UAE Pushes on With Plans for Renewable City in Dubai


Dubai is setting a global example in its determination to improve the use of renewable energy resources. To-date the United Arab Emirates (UAE) is among the world’s most carbon-intensive economies, particularly due to amount of electricity required for desalination and air conditioning.

However, the drop in the cost of solar power installations, has led to a tripling of its aim for renewable energy, targeting for a share of 15 percent of total power by 2030.

Meanwhile, Trina Solar, the world’s leading provider of PV products, applications, and services to promote global sustainable development, has started operations in a small city about 18 miles outside of Dubai. Nicknamed the ‘Sustainable City,’ the 11,000-acre site, which could eventually accommodate a population of around 2,000, acquires all of its energy necessities entirely from renewable resources. Trina Solar announced that it has already installed over 24,000 solar panels, completing the first phase of development.

Sustainable City CEO, Anwar Zagin, said in a statement that: “We are building up to our total goal of 40,000 solar panels, which will eventually produce up to 10 megawatts of power at maximum capacity.”

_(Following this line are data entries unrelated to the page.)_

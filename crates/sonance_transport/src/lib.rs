//! Sonance Transport - the audio-server seam
//!
//! This crate defines the capability set the connection manager in
//! `sonance_core` consumes, without implementing any server protocol:
//! - The [`ServerTransport`] trait: connection lifecycle, async device
//!   listing, stream primitives, buffer primitives, stream reassignment
//! - The plain data types that cross the seam ([`ConnectionState`],
//!   [`DeviceInfo`], [`SampleSpec`], [`BufferAttrs`], [`TransportEvent`])
//! - [`LoopbackTransport`]: an in-process implementation with no server
//!   behind it, used by tests and embedding demos
//!
//! Real transports (a native client library binding, a network client)
//! implement [`ServerTransport`] and deliver their asynchronous outcomes
//! through the registered [`EventSink`].

mod error;
mod loopback;
mod traits;

pub use error::{TransportError, TransportResult};
pub use loopback::{LoopbackController, LoopbackTransport, StreamRecord};
pub use traits::{
    BufferAttrs, ConnectionState, DeviceInfo, EventSink, SampleSpec, ServerTransport, StreamId,
    TransportEvent,
};
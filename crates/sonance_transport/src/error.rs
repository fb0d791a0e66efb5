//! Transport Error Types

use thiserror::Error;

/// Errors from audio-server transport operations
#[derive(Error, Debug)]
pub enum TransportError {
    #[error("Failed to connect to audio server: {0}")]
    ConnectionFailed(String),

    #[error("Not connected to audio server")]
    Disconnected,

    #[error("Stream not found: {0}")]
    StreamNotFound(u64),

    #[error("Device not found: {0}")]
    DeviceNotFound(String),

    #[error("Command failed: {0}")]
    CommandFailed(String),

    #[error("Invalid stream parameters: {0}")]
    InvalidParameters(String),
}

/// Result type alias for transport operations
pub type TransportResult<T> = Result<T, TransportError>;
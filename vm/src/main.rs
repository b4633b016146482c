use clap::Parser as ClapParser;
use std::{
    fs,
    io::{self, BufRead, Write},
    path::{Path, PathBuf},
    process,
};

use heap::HeapSettings;
use vm::{Vm, VmSettings, debug};

const EX_USAGE: i32 = 64;
const EX_DATAERR: i32 = 65;
const EX_IOERR: i32 = 74;

#[derive(ClapParser, Debug)]
#[command(author, version, about, long_about = None)]
struct Cli {
    /// Script to run; starts a REPL when omitted
    #[arg(required = false, help = "The script file to execute")]
    paths: Vec<PathBuf>,

    /// Print bytecode and constants instead of executing
    #[arg(long, help = "Dump bytecode of the script and its functions")]
    dump_bytecode: bool,

    /// Log every executed instruction at trace level
    #[arg(long, help = "Trace execution (implies RUST_LOG=trace)")]
    trace: bool,

    /// Collect before every allocation
    #[arg(long, help = "Run the collector on every allocation")]
    stress_gc: bool,
}

fn main() {
    let cli = match Cli::try_parse() {
        Ok(cli) => cli,
        Err(err) if !err.use_stderr() => err.exit(),
        Err(err) => {
            let _ = err.print();
            eprintln!("Usage: vm [path]");
            process::exit(EX_USAGE);
        }
    };

    let default_filter = if cli.trace { "trace" } else { "warn" };
    env_logger::Builder::from_env(env_logger::Env::default().default_filter_or(default_filter))
        .init();

    if cli.paths.len() > 1 {
        eprintln!("Usage: vm [path]");
        process::exit(EX_USAGE);
    }

    let settings = VmSettings {
        heap: HeapSettings {
            stress: cli.stress_gc,
            ..HeapSettings::default()
        },
        trace_execution: cli.trace,
        print_code: false,
    };
    let mut vm = Vm::new(settings);

    match cli.paths.first() {
        Some(path) if cli.dump_bytecode => dump_file(&mut vm, path),
        Some(path) => run_file(&mut vm, path),
        None => run_repl(&mut vm),
    }
}

fn read_source(path: &Path) -> String {
    match fs::read_to_string(path) {
        Ok(source) => source,
        Err(err) => {
            log::debug!("reading {}: {err}", path.display());
            eprintln!("Could not open file \"{}\".", path.display());
            process::exit(EX_IOERR);
        }
    }
}

fn run_file(vm: &mut Vm, path: &Path) {
    let source = read_source(path);
    if let Err(err) = vm.interpret(&source) {
        process::exit(err.exit_code());
    }
}

fn dump_file(vm: &mut Vm, path: &Path) {
    let source = read_source(path);
    match vm.compile(&source) {
        Ok(function) => print!("{}", debug::disassemble(vm.heap(), function)),
        Err(err) => {
            eprintln!("{err}");
            process::exit(EX_DATAERR);
        }
    }
}

fn run_repl(vm: &mut Vm) {
    let stdin = io::stdin();
    let mut stdout = io::stdout();
    let mut input_buffer = String::new();

    loop {
        print!("> ");
        if let Err(err) = stdout.flush() {
            eprintln!("Error flushing stdout: {err}");
            break;
        }

        input_buffer.clear();
        match stdin.lock().read_line(&mut input_buffer) {
            Ok(0) => {
                println!();
                break;
            }
            Ok(_) => {
                // Already reported to stderr; the session stays usable.
                if let Err(err) = vm.interpret(&input_buffer) {
                    log::debug!("repl input failed (exit code {})", err.exit_code());
                }
            }
            Err(err) => {
                eprintln!("Error reading input: {err}");
                break;
            }
        }
    }
}
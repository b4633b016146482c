mod op;
mod instruction;
mod builder;
mod decoder;
mod source_map;

pub use op::OpCode;
pub use instruction::{Capture, Instruction};
pub use builder::{BytecodeBuilder, JumpTooLarge, Label};
pub use decoder::{BytecodeDecoder, DecodeError, decode_at, decode_capture};
pub use source_map::{SourceMapBuilder, line_at};

#[cfg(test)]
mod tests {
    use super::*;

    fn decode_all(bytes: &[u8]) -> Vec<Instruction> {
        let mut decoder = BytecodeDecoder::new(bytes);
        let mut out = Vec::new();
        while let Some(next) = decoder.decode_next() {
            let (_, instruction, _) = next.expect("decode error");
            out.push(instruction);
        }
        out
    }

    #[test]
    fn opcode_bytes_round_trip() {
        for byte in 0..OpCode::COUNT as u8 {
            let op = OpCode::try_from(byte).expect("valid opcode");
            assert_eq!(op as u8, byte);
        }
        assert_eq!(OpCode::try_from(OpCode::COUNT as u8), Err(OpCode::COUNT as u8));
    }

    #[test]
    fn simple_sequence() {
        let mut b = BytecodeBuilder::new();
        b.op_with(OpCode::Constant, 3);
        b.op_with(OpCode::GetLocal, 1);
        b.op(OpCode::Add);
        b.invoke(OpCode::Invoke, 7, 2);
        b.op(OpCode::Return);
        let (code, _) = b.finish();

        assert_eq!(decode_all(&code), vec![
            Instruction::Constant { idx: 3 },
            Instruction::GetLocal { slot: 1 },
            Instruction::Add,
            Instruction::Invoke { name: 7, argc: 2 },
            Instruction::Return,
        ]);
    }

    #[test]
    fn forward_jump_measured_from_end_of_instruction() {
        let mut b = BytecodeBuilder::new();
        b.op(OpCode::True);
        let label = b.jump(OpCode::JumpIfFalse);
        b.op(OpCode::Pop);
        b.op_with(OpCode::Constant, 0);
        b.bind(label).expect("jump fits");
        b.op(OpCode::Return);
        let (code, _) = b.finish();

        assert_eq!(decode_all(&code), vec![
            Instruction::True,
            Instruction::JumpIfFalse { offset: 3 },
            Instruction::Pop,
            Instruction::Constant { idx: 0 },
            Instruction::Return,
        ]);
    }

    #[test]
    fn loop_lands_on_start() {
        let mut b = BytecodeBuilder::new();
        b.op(OpCode::Nil);
        let start = b.current_offset();
        b.op(OpCode::Pop);
        b.loop_back(start).expect("loop fits");
        let (code, _) = b.finish();

        let (instruction, next) = decode_at(&code, 2).expect("decode");
        let Instruction::Loop { offset } = instruction else {
            panic!("expected loop, got {instruction}");
        };
        assert_eq!(next - offset as usize, start);
    }

    #[test]
    fn oversized_jump_is_rejected() {
        let mut b = BytecodeBuilder::new();
        let label = b.jump(OpCode::Jump);
        for _ in 0..=u16::MAX as usize {
            b.op(OpCode::Nil);
        }
        let err = b.bind(label).expect_err("too far");
        assert_eq!(err.distance, u16::MAX as usize + 1);
    }

    #[test]
    fn closure_count_holds_a_full_upvalue_table() {
        let captures: Vec<Capture> = (0..=u8::MAX)
            .map(|index| Capture { is_local: index % 2 == 0, index })
            .collect();
        let mut b = BytecodeBuilder::new();
        b.closure(0, &captures);
        b.op(OpCode::Return);
        let (code, _) = b.finish();

        let decoded: Vec<_> = BytecodeDecoder::new(&code)
            .map(|item| item.expect("valid"))
            .collect();
        assert_eq!(decoded.len(), 2);
        assert_eq!(decoded[0].1, Instruction::Closure { idx: 0, captures: 256 });
        assert_eq!(decoded[0].2, captures);
        assert_eq!(decoded[1].1, Instruction::Return);
    }

    #[test]
    fn closure_captures_follow_instruction() {
        let captures = [
            Capture { is_local: true, index: 1 },
            Capture { is_local: false, index: 0 },
        ];
        let mut b = BytecodeBuilder::new();
        b.closure(4, &captures);
        b.op(OpCode::Pop);
        let (code, _) = b.finish();

        let mut decoder = BytecodeDecoder::new(&code);
        let (pc, instruction, decoded) =
            decoder.decode_next().expect("one").expect("valid");
        assert_eq!(pc, 0);
        assert_eq!(instruction, Instruction::Closure { idx: 4, captures: 2 });
        assert_eq!(decoded, captures);
        let (pc, instruction, _) =
            decoder.decode_next().expect("two").expect("valid");
        assert_eq!(pc, 8);
        assert_eq!(instruction, Instruction::Pop);
        assert!(decoder.decode_next().is_none());
    }

    #[test]
    fn truncated_and_unknown_bytes() {
        assert_eq!(
            decode_at(&[OpCode::Constant as u8], 0),
            Err(DecodeError::Truncated { pc: 0 })
        );
        assert_eq!(
            decode_at(&[0xFF], 0),
            Err(DecodeError::UnknownOpcode { pc: 0, byte: 0xFF })
        );
    }

    #[test]
    fn lines_follow_mark_line() {
        let mut b = BytecodeBuilder::new();
        b.mark_line(1);
        b.op(OpCode::Nil);
        b.op(OpCode::Pop);
        b.mark_line(3);
        b.op_with(OpCode::Constant, 0);
        b.mark_line(3);
        b.op(OpCode::Print);
        let (_, lines) = b.finish();

        assert_eq!(line_at(&lines, 0), Some(1));
        assert_eq!(line_at(&lines, 1), Some(1));
        assert_eq!(line_at(&lines, 2), Some(3));
        assert_eq!(line_at(&lines, 4), Some(3));
    }

    #[test]
    fn display_instructions() {
        assert_eq!(
            Instruction::Invoke { name: 5, argc: 2 }.to_string(),
            "Invoke #5 (2)"
        );
        assert_eq!(Instruction::Loop { offset: 7 }.to_string(), "Loop -7");
        assert_eq!(
            Capture { is_local: true, index: 2 }.to_string(),
            "local 2"
        );
        assert_eq!(OpCode::JumpIfFalse.mnemonic(), "OP_JUMP_IF_FALSE");
    }
}
//! Lexer for the scripting language.
//!
//! The compiler in the `vm` crate pulls tokens one at a time from a
//! [`Lexer`] and emits bytecode directly, so there is no syntax tree.

mod token;
mod lexer;

pub use token::{Token, TokenKind};
pub use lexer::Lexer;
use core::fmt;

use object::{ObjRef, Object, Value, format_number};

use crate::Heap;

/// Display form of a value as `print` shows it.
pub struct ValueDisplay<'a> {
    heap: &'a Heap,
    value: Value,
}

impl<'a> ValueDisplay<'a> {
    pub(crate) fn new(heap: &'a Heap, value: Value) -> Self {
        Self { heap, value }
    }

    fn function(&self, f: &mut fmt::Formatter<'_>, r: ObjRef) -> fmt::Result {
        match self.heap.function(r).name {
            Some(name) => write!(f, "<fn {}>", self.heap.string(name).as_str()),
            None => f.write_str("<script>"),
        }
    }
}

impl fmt::Display for ValueDisplay<'_> {
    fn fmt(&self, f: &mut fmt::Formatter<'_>) -> fmt::Result {
        let r = match self.value {
            Value::Nil => return f.write_str("nil"),
            Value::Bool(b) => return write!(f, "{b}"),
            Value::Number(n) => return f.write_str(&format_number(n)),
            Value::Obj(r) => r,
        };
        match self.heap.get(r) {
            Object::Str(s) => f.write_str(s.as_str()),
            Object::Function(_) => self.function(f, r),
            Object::Closure(c) => self.function(f, c.function),
            Object::BoundMethod(b) => {
                self.function(f, self.heap.closure(b.method).function)
            }
            Object::Upvalue(_) => f.write_str("upvalue"),
            Object::Class(c) => f.write_str(self.heap.string(c.name).as_str()),
            Object::Instance(i) => {
                let class = self.heap.class(i.class);
                write!(f, "{} instance", self.heap.string(class.name).as_str())
            }
            Object::Native(_) => f.write_str("<native fn>"),
        }
    }
}

#[cfg(test)]
mod tests {
    use super::*;
    use crate::{HeapSettings, NoRoots};
    use object::{Chunk, Class, Function, Instance, Native, Str, Table};

    fn alloc_str(heap: &mut Heap, s: &str) -> ObjRef {
        heap.allocate(Object::Str(Str { chars: s.into(), hash: 0 }), &mut NoRoots)
    }

    fn function(name: Option<ObjRef>) -> Object {
        Object::Function(Function {
            arity: 0,
            upvalue_count: 0,
            name,
            chunk: Chunk::default(),
        })
    }

    #[test]
    fn primitives() {
        let heap = Heap::new(HeapSettings::default());
        assert_eq!(heap.display(Value::Nil).to_string(), "nil");
        assert_eq!(heap.display(Value::Bool(true)).to_string(), "true");
        assert_eq!(heap.display(Value::Number(2.5)).to_string(), "2.5");
    }

    #[test]
    fn objects() {
        let mut heap = Heap::new(HeapSettings::default());
        let name = alloc_str(&mut heap, "Pair");
        let class = heap.allocate(
            Object::Class(Class { name, methods: Table::new() }),
            &mut NoRoots,
        );
        let instance = heap.allocate(
            Object::Instance(Instance { class, fields: Table::new() }),
            &mut NoRoots,
        );
        let named = heap.allocate(function(Some(name)), &mut NoRoots);
        let script = heap.allocate(function(None), &mut NoRoots);
        fn zero(_: &[Value]) -> Value {
            Value::Number(0.0)
        }
        let native = heap.allocate(
            Object::Native(Native { function: zero }),
            &mut NoRoots,
        );

        let show = |r| heap.display(Value::Obj(r)).to_string();
        assert_eq!(show(name), "Pair");
        assert_eq!(show(class), "Pair");
        assert_eq!(show(instance), "Pair instance");
        assert_eq!(show(named), "<fn Pair>");
        assert_eq!(show(script), "<script>");
        assert_eq!(show(native), "<native fn>");
    }
}
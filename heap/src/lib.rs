mod heap;
mod display;

pub use heap::*;
pub use display::ValueDisplay;
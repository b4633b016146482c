use core::fmt;

/// One captured variable of an `OP_CLOSURE` instruction.
///
/// `is_local` selects between a slot of the frame executing the instruction
/// and an upvalue already held by the enclosing closure.
#[derive(Debug, Clone, Copy, PartialEq, Eq)]
pub struct Capture {
    pub is_local: bool,
    pub index: u8,
}

/// A decoded instruction with its inline operands.
///
/// `Closure` only carries the capture count; the capture pairs follow the
/// instruction in the stream and are read with
/// [`decode_capture`](crate::decode_capture).
#[derive(Debug, Clone, Copy, PartialEq, Eq)]
pub enum Instruction {
    Constant { idx: u8 },
    Nil,
    True,
    False,
    Pop,
    GetLocal { slot: u8 },
    SetLocal { slot: u8 },
    GetGlobal { name: u8 },
    DefineGlobal { name: u8 },
    SetGlobal { name: u8 },
    GetUpvalue { slot: u8 },
    SetUpvalue { slot: u8 },
    GetProperty { name: u8 },
    SetProperty { name: u8 },
    GetSuper { name: u8 },
    Equal,
    Greater,
    Less,
    Add,
    Subtract,
    Multiply,
    Divide,
    Not,
    Negate,
    Print,
    Jump { offset: u16 },
    JumpIfFalse { offset: u16 },
    Loop { offset: u16 },
    Call { argc: u8 },
    Invoke { name: u8, argc: u8 },
    SuperInvoke { name: u8, argc: u8 },
    Closure { idx: u8, captures: u16 },
    CloseUpvalue,
    Return,
    Class { name: u8 },
    Inherit,
    Method { name: u8 },
}

impl fmt::Display for Instruction {
    fn fmt(&self, f: &mut fmt::Formatter<'_>) -> fmt::Result {
        match self {
            Self::Constant { idx } => write!(f, "Constant #{idx}"),
            Self::Nil => write!(f, "Nil"),
            Self::True => write!(f, "True"),
            Self::False => write!(f, "False"),
            Self::Pop => write!(f, "Pop"),
            Self::GetLocal { slot } => write!(f, "GetLocal s{slot}"),
            Self::SetLocal { slot } => write!(f, "SetLocal s{slot}"),
            Self::GetGlobal { name } => write!(f, "GetGlobal #{name}"),
            Self::DefineGlobal { name } => write!(f, "DefineGlobal #{name}"),
            Self::SetGlobal { name } => write!(f, "SetGlobal #{name}"),
            Self::GetUpvalue { slot } => write!(f, "GetUpvalue u{slot}"),
            Self::SetUpvalue { slot } => write!(f, "SetUpvalue u{slot}"),
            Self::GetProperty { name } => write!(f, "GetProperty #{name}"),
            Self::SetProperty { name } => write!(f, "SetProperty #{name}"),
            Self::GetSuper { name } => write!(f, "GetSuper #{name}"),
            Self::Equal => write!(f, "Equal"),
            Self::Greater => write!(f, "Greater"),
            Self::Less => write!(f, "Less"),
            Self::Add => write!(f, "Add"),
            Self::Subtract => write!(f, "Subtract"),
            Self::Multiply => write!(f, "Multiply"),
            Self::Divide => write!(f, "Divide"),
            Self::Not => write!(f, "Not"),
            Self::Negate => write!(f, "Negate"),
            Self::Print => write!(f, "Print"),
            Self::Jump { offset } => write!(f, "Jump +{offset}"),
            Self::JumpIfFalse { offset } => write!(f, "JumpIfFalse +{offset}"),
            Self::Loop { offset } => write!(f, "Loop -{offset}"),
            Self::Call { argc } => write!(f, "Call ({argc})"),
            Self::Invoke { name, argc } => write!(f, "Invoke #{name} ({argc})"),
            Self::SuperInvoke { name, argc } => {
                write!(f, "SuperInvoke #{name} ({argc})")
            }
            Self::Closure { idx, captures } => {
                write!(f, "Closure #{idx} [{captures}]")
            }
            Self::CloseUpvalue => write!(f, "CloseUpvalue"),
            Self::Return => write!(f, "Return"),
            Self::Class { name } => write!(f, "Class #{name}"),
            Self::Inherit => write!(f, "Inherit"),
            Self::Method { name } => write!(f, "Method #{name}"),
        }
    }
}

impl fmt::Display for Capture {
    fn fmt(&self, f: &mut fmt::Formatter<'_>) -> fmt::Result {
        if self.is_local {
            write!(f, "local {}", self.index)
        } else {
            write!(f, "upvalue {}", self.index)
        }
    }
}
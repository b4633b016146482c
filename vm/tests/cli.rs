use std::io::Write;
use std::process::{Command, Output, Stdio};

use tempfile::NamedTempFile;

fn vm() -> Command {
    Command::new(env!("CARGO_BIN_EXE_vm"))
}

fn script(source: &str) -> NamedTempFile {
    let mut file = NamedTempFile::new().expect("temp file");
    file.write_all(source.as_bytes()).expect("write script");
    file
}

fn run_script(source: &str, flags: &[&str]) -> Output {
    let file = script(source);
    vm().args(flags).arg(file.path()).output().expect("run vm")
}

fn stdout(output: &Output) -> String {
    String::from_utf8_lossy(&output.stdout).into_owned()
}

fn stderr(output: &Output) -> String {
    String::from_utf8_lossy(&output.stderr).into_owned()
}

#[test]
fn successful_script_exits_zero() {
    let output = run_script("print 1 + 2;", &[]);
    assert_eq!(output.status.code(), Some(0));
    assert_eq!(stdout(&output), "3\n");
}

#[test]
fn compile_error_exits_65() {
    let output = run_script("print 1 +;", &[]);
    assert_eq!(output.status.code(), Some(65));
    assert_eq!(stdout(&output), "");
    assert!(stderr(&output).contains("[line 1] Error at ';': Expect expression."));
}

#[test]
fn runtime_error_exits_70() {
    let output = run_script("print 1 + \"a\";", &[]);
    assert_eq!(output.status.code(), Some(70));
    assert_eq!(stdout(&output), "");
    assert!(stderr(&output).contains("Operands must be two numbers or two strings."));
}

#[test]
fn constructor_arity_error_exits_70() {
    let output = run_script("class A {} A(1);", &[]);
    assert_eq!(output.status.code(), Some(70));
    assert!(stderr(&output).contains("Expected 0 arguments but got 1."));
}

#[test]
fn too_many_arguments_exits_64() {
    let output = vm().args(["one.lox", "two.lox"]).output().expect("run vm");
    assert_eq!(output.status.code(), Some(64));
    assert!(stderr(&output).contains("Usage: vm [path]"));
}

#[test]
fn unknown_flag_exits_64() {
    let output = vm().arg("--bogus").output().expect("run vm");
    assert_eq!(output.status.code(), Some(64));
    assert!(stderr(&output).contains("Usage: vm [path]"));
}

#[test]
fn help_exits_zero() {
    let output = vm().arg("--help").output().expect("run vm");
    assert_eq!(output.status.code(), Some(0));
    assert!(stdout(&output).contains("--stress-gc"));
}

#[test]
fn missing_file_exits_74() {
    let dir = tempfile::tempdir().expect("temp dir");
    let path = dir.path().join("missing.lox");
    let output = vm().arg(&path).output().expect("run vm");
    assert_eq!(output.status.code(), Some(74));
    assert!(stderr(&output).contains("Could not open file"));
}

#[test]
fn stress_gc_flag_runs_program() {
    let src = "fun mk(s) { fun g() { return s + \"!\"; } return g; } print mk(\"hi\")();";
    let output = run_script(src, &["--stress-gc"]);
    assert_eq!(output.status.code(), Some(0));
    assert_eq!(stdout(&output), "hi!\n");
}

#[test]
fn dump_bytecode_lists_functions_without_running() {
    let output = run_script("fun f() { return 1; }\nprint f();", &["--dump-bytecode"]);
    assert_eq!(output.status.code(), Some(0));
    let listing = stdout(&output);
    assert!(listing.contains("== <script> =="), "{listing}");
    assert!(listing.contains("== f =="), "{listing}");
    assert!(listing.contains("OP_CLOSURE"), "{listing}");
    assert!(!listing.contains("\n1\n"), "{listing}");
}

#[test]
fn repl_evaluates_lines_and_survives_errors() {
    let mut child = vm()
        .stdin(Stdio::piped())
        .stdout(Stdio::piped())
        .stderr(Stdio::piped())
        .spawn()
        .expect("spawn vm");
    child
        .stdin
        .take()
        .expect("stdin")
        .write_all(b"var a = 2;\nprint nope;\nprint a * 21;\n")
        .expect("write stdin");
    let output = child.wait_with_output().expect("wait");

    assert_eq!(output.status.code(), Some(0));
    assert!(stdout(&output).contains("42\n"), "{}", stdout(&output));
    assert!(stderr(&output).contains("Undefined variable 'nope'."));
}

In another statement, regional president for Trina Solar, Helena Li, said that “solar power is expected to be a significant contributor to Dubai’s ambitions to become the world’s most sustainable city by 2020.”
Paris-based autonomous intergovernmental organization the International Energy Agency (IEA), estimates that since 2011, the price of utility-scale solar power projects have declined by about 60% and could drop another 25% by 2021. Investments in solar photovoltaics increased 20% last year, in response.

The IEA focuses on energy security, economic development, and environmental protection — especially mitigating climate change — with a wide-ranging role in endorsing alternate energy sources (including renewable energy), rational energy policies, and multinational energy technology co-operation. However, the organization has increasingly drawn criticism from environmental groups claiming, among other issues, that the IEA does not align with up-to-date climate science; does not adequately address the decarbonization required to reach agreed upon global climate limits; has had an institutional bias towards traditional energy sources; has been using “misleading data” to undermine the case for renewable energy, such as wind and solar; underplays the role of renewable energy technologies in favor of nuclear and fossil fuels; and deliberately downplays the risk of peak oil to placate the U.S.

While the UAE is not a member of the IEA, it is a member of the Organization of Petroleum Exporting Countries (OPEC). As of 2016, OPEC’s 14 member-countries accounted for around 44% of global oil production and 73% of global “proven” oil reserves, giving it a major influence on global oil prices that were previously determined by U.S.-dominated multinational oil companies. Its membership paints a very mixed picture for the UAE’s advancements in — and specified goals — for sustainable energy!